Que pourrait signifier concrètement une relation bouddhiste à l’animal ?

Avec son animal, un bouddhiste est convié à avoir une relation de respect et d’amour, une relation d’être à être et non de domination. Le bouddhisme nous enseigne que les êtres humains, les animaux et l’ensemble du monde vivant partagent la même nature fondamentale. Les flux de conscience ne sont pas séparés les uns des autres. Une fourmi, une panthère ou un être humain se dirigent de vie en vie, d’expérience en expérience, de réincarnation en réincarnation, vers l’accomplissement de ce but : retrouver la nature de Bouddha. L’animal est donc une prolongation de ce que nous sommes. Dans la vision bouddhiste, les caractéristiques que l’on prête à l’homme s’amoindrissent : la conscience, l’intelligence, l’utilisation des outils, la culture et le lien à la mort se retrouvent partout dans le monde vivant, à des degrés d’expression divers bien évidemment. Les sciences naturelles montrent qu’un nombre incalculable d’espèces, même aquatiques, sont porteuses d’intelligence et de sagesse : les poissons, les poules, les cétacés comme les dauphins, les sociétés d’oiseaux, en particulier, les corneilles, qui sont incroyablement organisées.

Malheureusement, même pour une partie de ma profession, le lien à l’animal est souvent vécu comme celui de l’homme à une « chose ». Si dans le droit, les animaux sont appelés « êtres sensibles », ils restent néanmoins prisonniers de cette catégorie qu’est le « mobilier ».

Votre spiritualité influence-t-elle votre métier de vétérinaire ?

Dans mon cabinet médical, une pièce a longtemps été dédiée à mes pratiques méditatives.
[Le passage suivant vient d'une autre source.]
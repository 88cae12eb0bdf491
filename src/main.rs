use std::{
    error::Error,
    io,
    path::{Path, PathBuf},
    process,
    time::Duration,
};

use clap::{command, Parser, Subcommand, ValueEnum, ValueHint};
use log::{debug, error, info, LevelFilter};
use serde::Serialize;
use url::Url;

use podcastindex::{
    Client, Config, Credentials, EpisodeId, EpisodesOptions, FeedId, Guid, ItunesId,
    LiveEpisodesOptions, MusicSearchOptions, SearchByPersonOptions, SearchByTermOptions,
    SearchByTitleOptions, ValueType,
};

/// Build profile, for the startup log line.
#[cfg(debug_assertions)]
const BUILD_PROFILE: &str = "debug";
/// Build profile, for the startup log line.
#[cfg(not(debug_assertions))]
const BUILD_PROFILE: &str = "release";

/// Group name for mutually exclusive logging options.
const ARGS_GROUP_LOGGING: &str = "logging";

/// Group name for mutually exclusive feed identifiers.
const ARGS_GROUP_FEED: &str = "feed";

/// Command line arguments.
#[derive(Clone, Debug, Parser)]
#[command(author, version, about, long_about = None)]
struct Args {
    /// Secrets file
    ///
    /// TOML file with `api_key` and `api_secret`. Keep this file private:
    /// anyone holding it can make requests on your behalf.
    #[arg(short, long, value_name = "FILE", value_hint = ValueHint::FilePath, default_value = "secrets.toml", env = "PODCASTINDEX_SECRETS_FILE")]
    secrets_file: PathBuf,

    /// API base URL
    #[arg(long, value_hint = ValueHint::Url, default_value = Config::DEFAULT_BASE_URL)]
    base_url: Url,

    /// Request timeout in seconds
    ///
    /// Set to 0 to wait indefinitely.
    #[arg(long, value_name = "SECONDS", default_value_t = Config::DEFAULT_TIMEOUT.as_secs())]
    timeout: u64,

    /// User agent to identify as
    #[arg(long)]
    user_agent: Option<String>,

    /// Only log warnings and errors
    #[arg(short, long, default_value_t = false, group = ARGS_GROUP_LOGGING)]
    quiet: bool,

    /// Log debug messages
    ///
    /// Repeat (`-vv`) to also log trace messages, including full responses.
    #[arg(short, long, action = clap::ArgAction::Count, group = ARGS_GROUP_LOGGING)]
    verbose: u8,

    #[command(subcommand)]
    command: Command,
}

#[derive(Clone, Debug, Subcommand)]
enum Command {
    /// Look up a podcast
    #[command(group = clap::ArgGroup::new(ARGS_GROUP_FEED).required(true))]
    Podcast {
        /// Podcast Index feed id
        #[arg(long, group = ARGS_GROUP_FEED)]
        id: Option<FeedId>,

        /// Global podcast GUID
        #[arg(long, group = ARGS_GROUP_FEED)]
        guid: Option<Guid>,

        /// Apple Podcasts id, with or without `id` prefix
        #[arg(long, group = ARGS_GROUP_FEED)]
        itunes_id: Option<ItunesId>,

        /// Feed URL
        #[arg(long, group = ARGS_GROUP_FEED, value_hint = ValueHint::Url)]
        url: Option<Url>,
    },

    /// List the episodes of a podcast
    Episodes {
        /// Podcast Index feed id
        feed_id: FeedId,

        /// Maximum number of episodes (at most 99)
        #[arg(short, long)]
        max: Option<u32>,

        /// Return descriptions untruncated
        #[arg(long)]
        full_text: bool,
    },

    /// Look up a single episode
    Episode {
        /// Podcast Index episode id
        id: EpisodeId,

        /// Return the description untruncated
        #[arg(long)]
        full_text: bool,
    },

    /// List live items that are streaming now
    Live {
        /// Maximum number of live items (at most 99)
        #[arg(short, long)]
        max: Option<u32>,
    },

    /// Search podcasts
    Search {
        /// Search term
        term: String,

        /// What to match the term against
        #[arg(long, value_enum, default_value_t = SearchBy::Term)]
        by: SearchBy,

        /// Maximum number of podcasts (at most 99)
        #[arg(short, long)]
        max: Option<u32>,

        /// Leave out podcasts marked explicit
        #[arg(long)]
        clean: bool,

        /// Return descriptions untruncated
        #[arg(long)]
        full_text: bool,

        /// Include fuzzy matches
        #[arg(long)]
        similar: bool,

        /// Only podcasts with an Apple Podcasts id
        #[arg(long)]
        ap_only: bool,

        /// Only podcasts with value-for-value metadata of this type
        #[arg(long, value_name = "TYPE")]
        value: Option<ValueType>,
    },

    /// List all categories
    Categories,
}

#[derive(Copy, Clone, Debug, Default, PartialEq, Eq, ValueEnum)]
enum SearchBy {
    /// Title, author or owner
    #[default]
    Term,
    /// Title only
    Title,
    /// People mentioned in the feed
    Person,
    /// Music feeds by term
    Music,
}

/// Sets up `env_logger`.
///
/// `-q` and `-v` win over `RUST_LOG`, which wins over the `info` default.
///
/// # Panics
///
/// Panics if a logger was already set.
fn init_logger(args: &Args) {
    let mut logger = env_logger::Builder::from_env(
        env_logger::Env::default().filter_or(env_logger::DEFAULT_FILTER_ENV, "info"),
    );

    if args.quiet || args.verbose > 0 {
        let level = match args.verbose {
            // Quiet and verbose are mutually exclusive.
            0 => LevelFilter::Warn,
            1 => LevelFilter::Debug,
            _ => LevelFilter::Trace,
        };

        // Only for this crate; dependencies keep the RUST_LOG level.
        logger.filter_module(module_path!(), level);
    }

    logger.init();
}

/// Loads the API credentials from a file.
///
/// # Errors
///
/// Will return `Err` if the file cannot be read or has no valid
/// credentials.
fn load_credentials(secrets_file: &Path) -> io::Result<Credentials> {
    let credentials = Credentials::from_file(secrets_file);

    if let Err(ref e) = credentials {
        if e.kind() == io::ErrorKind::NotFound {
            info!(
                "copy secrets.toml.example to {} and fill in your API key and secret",
                secrets_file.display()
            );
        }
    }

    credentials
}

/// Prints a value as pretty JSON on standard output.
fn print_json<T: Serialize>(value: &T) -> Result<(), Box<dyn Error>> {
    println!("{}", serde_json::to_string_pretty(value)?);
    Ok(())
}

/// Runs the requested command.
///
/// # Errors
///
/// Will return `Err` if the credentials cannot be loaded, the request fails
/// or the result cannot be printed.
async fn run(args: Args) -> Result<(), Box<dyn Error>> {
    let credentials = load_credentials(&args.secrets_file)?;

    let timeout = (args.timeout > 0).then(|| Duration::from_secs(args.timeout));
    let mut config = Config::new(credentials)
        .with_base_url(args.base_url)
        .with_timeout(timeout);
    if let Some(user_agent) = args.user_agent {
        config = config.with_user_agent(user_agent);
    }

    let client = Client::new(&config)?;

    match args.command {
        Command::Podcast {
            id,
            guid,
            itunes_id,
            url,
        } => {
            let podcast = if let Some(id) = id {
                client.podcast_by_feed_id(id).await?
            } else if let Some(guid) = guid {
                client.podcast_by_guid(&guid).await?
            } else if let Some(itunes_id) = itunes_id {
                client.podcast_by_itunes_id(&itunes_id).await?
            } else if let Some(url) = url {
                client.podcast_by_feed_url(&url).await?
            } else {
                None
            };

            match podcast {
                Some(podcast) => print_json(&podcast)?,
                None => info!("no podcast found"),
            }
        }

        Command::Episodes {
            feed_id,
            max,
            full_text,
        } => {
            let options = EpisodesOptions { max, full_text };
            print_json(&client.episodes_by_feed_id(feed_id, options).await?)?;
        }

        Command::Episode { id, full_text } => match client.episode_by_id(id, full_text).await? {
            Some(episode) => print_json(&episode)?,
            None => info!("no episode found"),
        },

        Command::Live { max } => {
            print_json(&client.live_episodes(LiveEpisodesOptions { max }).await?)?;
        }

        Command::Search {
            term,
            by,
            max,
            clean,
            full_text,
            similar,
            ap_only,
            value,
        } => {
            let podcasts = match by {
                SearchBy::Term => {
                    let options = SearchByTermOptions {
                        max,
                        clean,
                        full_text,
                        ap_only,
                        similar,
                        value,
                    };
                    client.search_by_term(&term, options).await?
                }
                SearchBy::Title => {
                    let options = SearchByTitleOptions {
                        max,
                        clean,
                        full_text,
                        similar,
                        value,
                    };
                    client.search_by_title(&term, options).await?
                }
                SearchBy::Person => {
                    let options = SearchByPersonOptions { max, full_text };
                    client.search_by_person(&term, options).await?
                }
                SearchBy::Music => {
                    let options = MusicSearchOptions {
                        max,
                        clean,
                        full_text,
                        ap_only,
                        value,
                    };
                    client.search_music_by_term(&term, options).await?
                }
            };

            print_json(&podcasts)?;
        }

        Command::Categories => print_json(&client.categories().await?)?,
    }

    Ok(())
}

/// Parses arguments, sets up logging and runs the command, exiting with
/// status 1 on failure.
#[tokio::main]
async fn main() {
    let args = Args::parse();
    init_logger(&args);

    debug!("{args:#?}");

    let cmd = command!();
    debug!(
        "{} {} ({BUILD_PROFILE})",
        cmd.get_name(),
        cmd.get_version().unwrap_or("unknown")
    );

    if let Err(e) = run(args).await {
        error!("{e}");
        process::exit(1);
    }
}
Le lieu est donc imprégné d’une certaine atmosphère spirituelle. J’exerce ce métier depuis une quarantaine d’années, et je pense que les gens apprécient l’environnement de calme, d’amour et de paix que nous offrons à leurs animaux dans notre espace de soin. Certains maîtres sont parfois étonnés du comportement de leur animal. Les animaux perçoivent les énergies subtiles, au-delà du corps, comme l’aura des personnes. Ils ressentent si le thérapeute est centré dans une intention d’ouverture et d’amour. Lorsque j’aborde un animal, avant de commencer, je lui formule mentalement et tactilement la possibilité d’entrer en contact avec lui. Parfois, en particulier en ostéopathie, il arrive qu’un animal soit réfractaire. Alors, je propose aux propriétaires que nous refixions un rendez-vous un autre jour, car aujourd’hui, l’animal refuse le contact.

Tous les animaux sont confrontés à la souffrance. Dans quelle mesure en sont-ils conscients ?

Le samsara est un vaste océan de souffrance, nous en faisons tous l’expérience. Comme les êtres humains, les animaux essaient d’échapper au mal-être et à la souffrance en tentant de mettre en place les conditions de leur bien-être et leur bonheur – quand ils vivent en liberté ! Mais une vache, un cochon d’élevage ou une poule dans une batterie n’ont pas d’autre solution que d’être écrasés par ce qu’on leur impose, comme un prisonnier dans une geôle. Les animaux « élevés » en agriculture intensive sont conscients de leur souffrance et de la mort qui les attend avec l’abattoir.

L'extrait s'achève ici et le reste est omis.